This year's Budget deficit will blow out to 8 per cent of gross domestic product - the highest in a generation - as the government spends and borrows to meet the immediate needs and reconstruction of Christchurch after the September and February earthquakes.
Public debt is also expected to peak at above 30 per cent of GDP, rather than the 28 per cent previously forecast, but the government still expects to return to Budget surplus in 2015/16 - a year later than forecast last December, Finance Minister Bill English told an ANZ investment seminar in Wellington.
Instead of a forecast deficit of $11.1 billion for the year to June 2011, it would now be closer to $16 billion, dropping back to about half that level by June 2012 as one-off earthquake costs drop out of the government's books.
While the total direct cost to New Zealand of the earthquakes was estimated at around $15 billion, the combination of direct and indirect costs - including the loss of around $5 billion in taxes over the next five years - the cost to the government was likely to be around $10 billion despite the adequacy of national insurance arrangements.
English signalled, for example, that Christchurch ratepayers were unlikely to be able to meet their share of repair costs in the short to medium term and could require a larger government contribution.

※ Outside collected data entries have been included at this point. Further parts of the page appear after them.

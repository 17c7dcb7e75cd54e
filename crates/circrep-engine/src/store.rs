//! The job table.
//!
//! Every read and write of job state goes through [`JobStore`]. Closures
//! passed to [`JobStore::update`] run under the lock, so they must stay short
//! and must not block on I/O.

use std::collections::HashMap;
use std::sync::Mutex;

use crate::mutex_ext::MutexExt;
use crate::state::{JobId, JobSnapshot, JobState, JobStatus};

#[derive(Debug, Default)]
pub struct JobStore {
    jobs: Mutex<HashMap<JobId, JobState>>,
}

impl JobStore {
    #[must_use]
    pub fn new() -> Self {
        Self::default()
    }

    pub fn insert(&self, state: JobState) {
        self.jobs.lock_or_recover().insert(state.id, state);
    }

    #[must_use]
    pub fn contains(&self, id: JobId) -> bool {
        self.jobs.lock_or_recover().contains_key(&id)
    }

    #[must_use]
    pub fn snapshot(&self, id: JobId) -> Option<JobSnapshot> {
        self.jobs.lock_or_recover().get(&id).map(JobState::snapshot)
    }

    /// Applies `f` to the job atomically. Returns `None` for unknown ids.
    pub fn update<R>(&self, id: JobId, f: impl FnOnce(&mut JobState) -> R) -> Option<R> {
        self.jobs.lock_or_recover().get_mut(&id).map(f)
    }

    /// Pending log messages, each returned at most once.
    pub fn drain_logs(&self, id: JobId) -> Option<Vec<String>> {
        self.update(id, JobState::drain_logs)
    }

    /// Signals cancellation and returns the job's current status. Finished
    /// jobs keep their status.
    pub fn cancel(&self, id: JobId) -> Option<JobStatus> {
        self.update(id, |job| {
            job.cancel.cancel();
            job.status
        })
    }

    pub fn remove(&self, id: JobId) -> Option<JobState> {
        self.jobs.lock_or_recover().remove(&id)
    }

    /// Removes and returns every job matching `predicate`.
    pub fn remove_where(&self, mut predicate: impl FnMut(&JobState) -> bool) -> Vec<JobState> {
        let mut jobs = self.jobs.lock_or_recover();
        let ids: Vec<JobId> = jobs
            .values()
            .filter(|job| predicate(job))
            .map(|job| job.id)
            .collect();
        ids.iter().filter_map(|id| jobs.remove(id)).collect()
    }

    #[must_use]
    pub fn len(&self) -> usize {
        self.jobs.lock_or_recover().len()
    }

    #[must_use]
    pub fn is_empty(&self) -> bool {
        self.len() == 0
    }
}
use axum::{
    extract::{multipart::MultipartError, Multipart, Path, State},
    http::{header, StatusCode},
    response::{IntoResponse, Response},
    Extension, Json,
};
use circrep_engine::{download_name, JobId, JobSnapshot, JobStatus};
use serde::Serialize;
use uuid::Uuid;

use crate::middleware::RequestId;

use super::{ApiError, ApiResponse, AppState, ResponseMeta};

const UPLOAD_FIELD: &str = "excel_file";

#[derive(Debug, Serialize)]
pub(super) struct SubmittedJob {
    job_id: JobId,
    message: &'static str,
}

#[derive(Debug, Serialize)]
pub(super) struct JobLogs {
    logs: Vec<String>,
}

#[derive(Debug, Serialize)]
pub(super) struct CancelResult {
    job_id: JobId,
    status: JobStatus,
}

pub(super) async fn submit_report(
    State(state): State<AppState>,
    Extension(req_id): Extension<RequestId>,
    mut multipart: Multipart,
) -> Result<(StatusCode, Json<ApiResponse<SubmittedJob>>), ApiError> {
    let mut upload = None;
    while let Some(field) = multipart
        .next_field()
        .await
        .map_err(|e| map_multipart_error(&req_id.0, &e))?
    {
        if field.name() != Some(UPLOAD_FIELD) {
            continue;
        }
        let file_name = field.file_name().unwrap_or_default().trim().to_owned();
        let bytes = field
            .bytes()
            .await
            .map_err(|e| map_multipart_error(&req_id.0, &e))?;
        upload = Some((file_name, bytes));
        break;
    }

    let Some((file_name, bytes)) = upload else {
        return Err(ApiError::new(
            req_id.0,
            "bad_request",
            format!("multipart field '{UPLOAD_FIELD}' is required"),
        ));
    };
    if file_name.is_empty() {
        return Err(ApiError::new(req_id.0, "bad_request", "no file selected"));
    }

    let job_id = state.engine.submit(bytes.to_vec(), file_name);

    Ok((
        StatusCode::ACCEPTED,
        Json(ApiResponse {
            data: SubmittedJob {
                job_id,
                message: "report generation started",
            },
            meta: ResponseMeta::new(req_id.0),
        }),
    ))
}

pub(super) async fn get_report_status(
    State(state): State<AppState>,
    Extension(req_id): Extension<RequestId>,
    Path(job_id): Path<String>,
) -> Result<Json<ApiResponse<JobSnapshot>>, ApiError> {
    let id = parse_job_id(&req_id.0, &job_id)?;
    let snapshot = state
        .engine
        .status(id)
        .ok_or_else(|| job_not_found(&req_id.0, &job_id))?;

    Ok(Json(ApiResponse {
        data: snapshot,
        meta: ResponseMeta::new(req_id.0),
    }))
}

pub(super) async fn drain_report_logs(
    State(state): State<AppState>,
    Extension(req_id): Extension<RequestId>,
    Path(job_id): Path<String>,
) -> Result<Json<ApiResponse<JobLogs>>, ApiError> {
    let id = parse_job_id(&req_id.0, &job_id)?;
    let logs = state
        .engine
        .drain_logs(id)
        .ok_or_else(|| job_not_found(&req_id.0, &job_id))?;

    Ok(Json(ApiResponse {
        data: JobLogs { logs },
        meta: ResponseMeta::new(req_id.0),
    }))
}

pub(super) async fn cancel_report(
    State(state): State<AppState>,
    Extension(req_id): Extension<RequestId>,
    Path(job_id): Path<String>,
) -> Result<Json<ApiResponse<CancelResult>>, ApiError> {
    let id = parse_job_id(&req_id.0, &job_id)?;
    let status = state
        .engine
        .cancel(id)
        .ok_or_else(|| job_not_found(&req_id.0, &job_id))?;

    Ok(Json(ApiResponse {
        data: CancelResult { job_id: id, status },
        meta: ResponseMeta::new(req_id.0),
    }))
}

pub(super) async fn download_report(
    State(state): State<AppState>,
    Extension(req_id): Extension<RequestId>,
    Path(job_id): Path<String>,
) -> Result<Response, ApiError> {
    let id = parse_job_id(&req_id.0, &job_id)?;
    let not_ready = || {
        ApiError::new(
            req_id.0.clone(),
            "not_found",
            format!("no archive available for job {job_id}"),
        )
    };
    let archive = state.engine.archive_path(id).ok_or_else(not_ready)?;

    let bytes = match tokio::fs::read(&archive).await {
        Ok(bytes) => bytes,
        Err(e) if e.kind() == std::io::ErrorKind::NotFound => {
            tracing::warn!(job_id = %id, archive = %archive.display(), "archive missing on disk");
            return Err(not_ready());
        }
        Err(e) => {
            tracing::error!(job_id = %id, archive = %archive.display(), error = %e, "failed to read archive");
            return Err(ApiError::new(
                req_id.0,
                "internal_error",
                "failed to read archive",
            ));
        }
    };

    let disposition = format!("attachment; filename=\"{}\"", download_name(&archive));
    Ok((
        [
            (header::CONTENT_TYPE, "application/zip".to_owned()),
            (header::CONTENT_DISPOSITION, disposition),
        ],
        bytes,
    )
        .into_response())
}

/// Malformed ids are reported the same way as unknown ones.
fn parse_job_id(request_id: &str, raw: &str) -> Result<Uuid, ApiError> {
    Uuid::parse_str(raw).map_err(|_| job_not_found(request_id, raw))
}

fn job_not_found(request_id: &str, job_id: &str) -> ApiError {
    ApiError::new(request_id, "not_found", format!("job {job_id} not found"))
}

fn map_multipart_error(request_id: &str, error: &MultipartError) -> ApiError {
    if error.status() == StatusCode::PAYLOAD_TOO_LARGE {
        return ApiError::new(request_id, "payload_too_large", "upload exceeds size limit");
    }
    tracing::warn!(error = %error, "rejected malformed upload");
    ApiError::new(request_id, "bad_request", format!("invalid upload: {}", error.body_text()))
}

#[cfg(test)]
#[path = "reports_test.rs"]
mod tests;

There were also unknown land remediation costs, temporary housing costs, and $370 million of ACC claims. He also predicted a "significant"
rise in Earthquake Commission levies from the current annual maximum of $60 because higher reinsurance costs in future and the need to replenish the National Disaster Fund.
However, fears that there would be major changes to planned infrastructure spending in other parts of the country had been exaggerated.
"Major projects the government has already committed to will not be deferred - they have already proved their economic worth and can't simply be switched on and off," said English. "Which projects we undertake ultimately depends on their costs and benefits.
These will not have changed much due to the quake."
The government would be watching its spending carefully to keep debt growth as low as possible.
"These changes will be long-term spending decisions made on their own merits, not short term decisions to meet the immediate bill from the quake," English said. "The cost of the earthquake will essentially be borne by the government's balance sheet, rather than by cutting operating spending or increasing taxes", with some capital spending redirected to Christchurch.
"Any changes will ensure that the government's commitment toprotecting the most vulnerable and maintaining public services continues." The government would press on with wider economic reforms. "It's important that we don't allow the quake to become the sole focus of policy."
Quake will blow Budget deficit to 8 per cent of GDP
AdvertisementAdvertise with NZME.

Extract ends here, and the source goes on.